Each line that holds the word "accepted" counts once; give the total for the records below and nothing else.

*** Opening of Records to process ***

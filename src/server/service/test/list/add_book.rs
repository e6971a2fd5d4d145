use super::*;

/// Tests the inclusive progress bounds when adding a book.
///
/// Expected: 0 and the page count stored as given; -1 and pages + 1 rejected with no
/// entry created
#[tokio::test]
async fn stores_progress_only_within_bounds() -> Result<(), AppError> {
    let test = TestBuilder::new().with_list_tables().build().await.unwrap();
    let db = test.db.as_ref().unwrap();

    let book = factory::create_book_with_pages(db, 250).await?;
    let service = ListService::new(db);
    let repo = BookListRepository::new(db);

    for accepted in ["0", "250"] {
        let list = factory::create_user_list(db, 1).await?;
        service
            .add_book(list.id, book.id, Some(accepted.to_string()))
            .await?;

        let stored = repo.find(list.id, book.id).await?.unwrap();
        assert_eq!(stored.progress.to_string(), accepted);
    }

    for rejected in ["-1", "251", "half"] {
        let list = factory::create_user_list(db, 2).await?;
        let result = service
            .add_book(list.id, book.id, Some(rejected.to_string()))
            .await;

        assert!(matches!(result, Err(AppError::Validation(_))));
        assert!(repo.find(list.id, book.id).await?.is_none());
    }
    Ok(())
}

/// Tests adding without a progress value.
///
/// Expected: entry created with progress 0
#[tokio::test]
async fn defaults_progress_to_zero() -> Result<(), AppError> {
    let test = TestBuilder::new().with_list_tables().build().await.unwrap();
    let db = test.db.as_ref().unwrap();

    let book = factory::create_book(db).await?;
    let list = factory::create_user_list(db, 1).await?;

    let entry = ListService::new(db).add_book(list.id, book.id, None).await?;

    assert_eq!(entry.progress.value(), 0);
    Ok(())
}

/// Tests that a "Finished" list records the full page count.
///
/// Expected: progress 250 regardless of the supplied value, even an invalid one
#[tokio::test]
async fn finished_list_records_full_page_count() -> Result<(), AppError> {
    let test = TestBuilder::new().with_list_tables().build().await.unwrap();
    let db = test.db.as_ref().unwrap();

    let book = factory::create_book_with_pages(db, 250).await?;
    let finished = factory::create_user_list_named(db, 1, FINISHED_LIST_NAME).await?;

    let entry = ListService::new(db)
        .add_book(finished.id, book.id, Some("12".to_string()))
        .await?;
    assert_eq!(entry.progress.value(), 250);

    let other = factory::create_book_with_pages(db, 250).await?;
    let entry = ListService::new(db)
        .add_book(finished.id, other.id, Some("9000".to_string()))
        .await?;
    assert_eq!(entry.progress.value(), 250);
    Ok(())
}

/// Tests that finishing a book carries its page count to the user's other lists.
///
/// Expected: the "Reading" entry reads 250 afterwards
#[tokio::test]
async fn finishing_propagates_to_other_lists() -> Result<(), AppError> {
    let test = TestBuilder::new().with_list_tables().build().await.unwrap();
    let db = test.db.as_ref().unwrap();

    let (book, reading, _) = factory::helpers::create_book_in_list(db, 1, 40).await?;
    let finished = factory::create_user_list_named(db, 1, FINISHED_LIST_NAME).await?;

    ListService::new(db).add_book(finished.id, book.id, None).await?;

    let entry = BookListRepository::new(db)
        .find(reading.id, book.id)
        .await?
        .unwrap();
    assert_eq!(entry.progress.value(), 250);
    Ok(())
}

/// Tests adding a book that is already on the list.
///
/// Expected: Err(Conflict); the existing entry keeps its progress
#[tokio::test]
async fn rejects_duplicate_membership() -> Result<(), AppError> {
    let test = TestBuilder::new().with_list_tables().build().await.unwrap();
    let db = test.db.as_ref().unwrap();

    let (book, list, _) = factory::helpers::create_book_in_list(db, 1, 10).await?;

    let result = ListService::new(db)
        .add_book(list.id, book.id, Some("20".to_string()))
        .await;

    assert!(matches!(
        result,
        Err(AppError::Conflict(ConflictError::AlreadyInList { .. }))
    ));

    let entry = BookListRepository::new(db).find(list.id, book.id).await?.unwrap();
    assert_eq!(entry.progress.value(), 10);
    Ok(())
}

/// Tests unknown list and unknown book.
///
/// Expected: NotFound naming the missing entity
#[tokio::test]
async fn fails_for_unknown_list_or_book() -> Result<(), AppError> {
    let test = TestBuilder::new().with_list_tables().build().await.unwrap();
    let db = test.db.as_ref().unwrap();

    let book = factory::create_book(db).await?;
    let list = factory::create_user_list(db, 1).await?;
    let service = ListService::new(db);

    assert!(matches!(
        service.add_book(list.id + 1, book.id, None).await,
        Err(AppError::NotFound(NotFoundError::List(_)))
    ));
    assert!(matches!(
        service.add_book(list.id, book.id + 1, None).await,
        Err(AppError::NotFound(NotFoundError::Book(_)))
    ));
    Ok(())
}

/// Tests that malformed progress is reported as such.
///
/// Expected: Err(Validation(MalformedProgress))
#[tokio::test]
async fn rejects_malformed_progress() -> Result<(), AppError> {
    let test = TestBuilder::new().with_list_tables().build().await.unwrap();
    let db = test.db.as_ref().unwrap();

    let book = factory::create_book(db).await?;
    let list = factory::create_user_list(db, 1).await?;

    let result = ListService::new(db)
        .add_book(list.id, book.id, Some("12.5".to_string()))
        .await;

    assert!(matches!(
        result,
        Err(AppError::Validation(ValidationError::MalformedProgress { .. }))
    ));
    Ok(())
}
//! Clubs, subscriptions and scheduled reads.
//!
//! The club's subscriber counter is stored alongside the subscription records. Every
//! subscribe and unsubscribe changes both inside one transaction so the counter always
//! equals the number of records.

use sea_orm::{DatabaseConnection, TransactionTrait};

use crate::server::{
    data::{club::ClubRepository, club_subscriber::ClubSubscriberRepository},
    error::{conflict::ConflictError, not_found::NotFoundError, AppError},
    model::club::{read_time_from_millis, Club, ClubSubscription, CreateClubParams, ScheduledRead},
};

pub struct ClubService<'a> {
    db: &'a DatabaseConnection,
}

impl<'a> ClubService<'a> {
    pub fn new(db: &'a DatabaseConnection) -> Self {
        Self { db }
    }

    /// Creates a club with no subscribers.
    ///
    /// # Returns
    /// - `Ok(Club)` - Created club
    /// - `Err(AppError::Validation)` - Exactly one of book and read time supplied, or
    ///   the read time is not a representable date
    pub async fn create(&self, params: CreateClubParams) -> Result<Club, AppError> {
        let schedule = ScheduledRead::from_parts(params.book_id, params.read_time_millis)?;

        let club = ClubRepository::new(self.db)
            .create(params.name, params.description, params.creator_id, schedule)
            .await?;

        tracing::info!("Created club {} '{}'", club.id, club.name);

        Ok(club)
    }

    pub async fn get_all(&self) -> Result<Vec<Club>, AppError> {
        Ok(ClubRepository::new(self.db).get_all().await?)
    }

    /// Subscribes a user to a club and bumps its counter.
    ///
    /// # Returns
    /// - `Ok(ClubSubscription)` - Created subscription
    /// - `Err(AppError::NotFound)` - Unknown club
    /// - `Err(AppError::Conflict)` - Already subscribed; the counter is unchanged
    pub async fn subscribe(&self, user_id: i64, club_id: i32) -> Result<ClubSubscription, AppError> {
        let txn = self.db.begin().await?;

        let club_repo = ClubRepository::new(&txn);
        club_repo
            .find_by_id(club_id)
            .await?
            .ok_or(NotFoundError::Club(club_id))?;

        let subscriber_repo = ClubSubscriberRepository::new(&txn);
        if subscriber_repo.find(user_id, club_id).await?.is_some() {
            return Err(ConflictError::AlreadySubscribed { user_id, club_id }.into());
        }

        let club = club_repo.adjust_subscribers(club_id, 1).await?;
        let subscription = subscriber_repo.create(user_id, club_id).await?;

        txn.commit().await?;

        tracing::info!(
            "User {} subscribed to club {} ({} subscribers)",
            user_id,
            club_id,
            club.subscribers
        );

        Ok(subscription)
    }

    /// Unsubscribes a user from a club and lowers its counter.
    ///
    /// # Returns
    /// - `Ok(Club)` - Club with the updated counter
    /// - `Err(AppError::NotFound)` - Unknown club, or the user is not subscribed
    pub async fn unsubscribe(&self, user_id: i64, club_id: i32) -> Result<Club, AppError> {
        let txn = self.db.begin().await?;

        let club_repo = ClubRepository::new(&txn);
        club_repo
            .find_by_id(club_id)
            .await?
            .ok_or(NotFoundError::Club(club_id))?;

        let deleted = ClubSubscriberRepository::new(&txn)
            .delete(user_id, club_id)
            .await?;
        if !deleted {
            return Err(NotFoundError::Subscription { user_id, club_id }.into());
        }

        let club = club_repo.adjust_subscribers(club_id, -1).await?;

        txn.commit().await?;

        tracing::info!(
            "User {} unsubscribed from club {} ({} subscribers)",
            user_id,
            club_id,
            club.subscribers
        );

        Ok(club)
    }

    /// Gets the clubs a user is subscribed to, ordered by club ID.
    pub async fn get_subscribed(&self, user_id: i64) -> Result<Vec<Club>, AppError> {
        let club_ids: Vec<i32> = ClubSubscriberRepository::new(self.db)
            .find_by_user_id(user_id)
            .await?
            .into_iter()
            .map(|subscription| subscription.club_id)
            .collect();

        Ok(ClubRepository::new(self.db).find_by_ids(&club_ids).await?)
    }

    /// Overwrites a club's scheduled book and target date.
    ///
    /// The book is stored as given; it is not looked up.
    pub async fn set_scheduled_read(
        &self,
        club_id: i32,
        book_id: i32,
        read_time_millis: i64,
    ) -> Result<Club, AppError> {
        let read_time = read_time_from_millis(read_time_millis)?;

        let club = ClubRepository::new(self.db)
            .set_schedule(club_id, ScheduledRead { book_id, read_time })
            .await?
            .ok_or(NotFoundError::Club(club_id))?;

        tracing::info!(
            "Scheduled book {} for club {} at {}",
            book_id,
            club_id,
            read_time.to_rfc3339()
        );

        Ok(club)
    }

    /// Deletes a club together with its subscriptions.
    pub async fn delete(&self, club_id: i32) -> Result<(), AppError> {
        let txn = self.db.begin().await?;

        let club_repo = ClubRepository::new(&txn);
        club_repo
            .find_by_id(club_id)
            .await?
            .ok_or(NotFoundError::Club(club_id))?;

        let removed = ClubSubscriberRepository::new(&txn)
            .delete_by_club_id(club_id)
            .await?;
        club_repo.delete(club_id).await?;

        txn.commit().await?;

        tracing::info!("Deleted club {} and {} subscriptions", club_id, removed);

        Ok(())
    }
}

*** Close of Records to process ***

Final answer>
3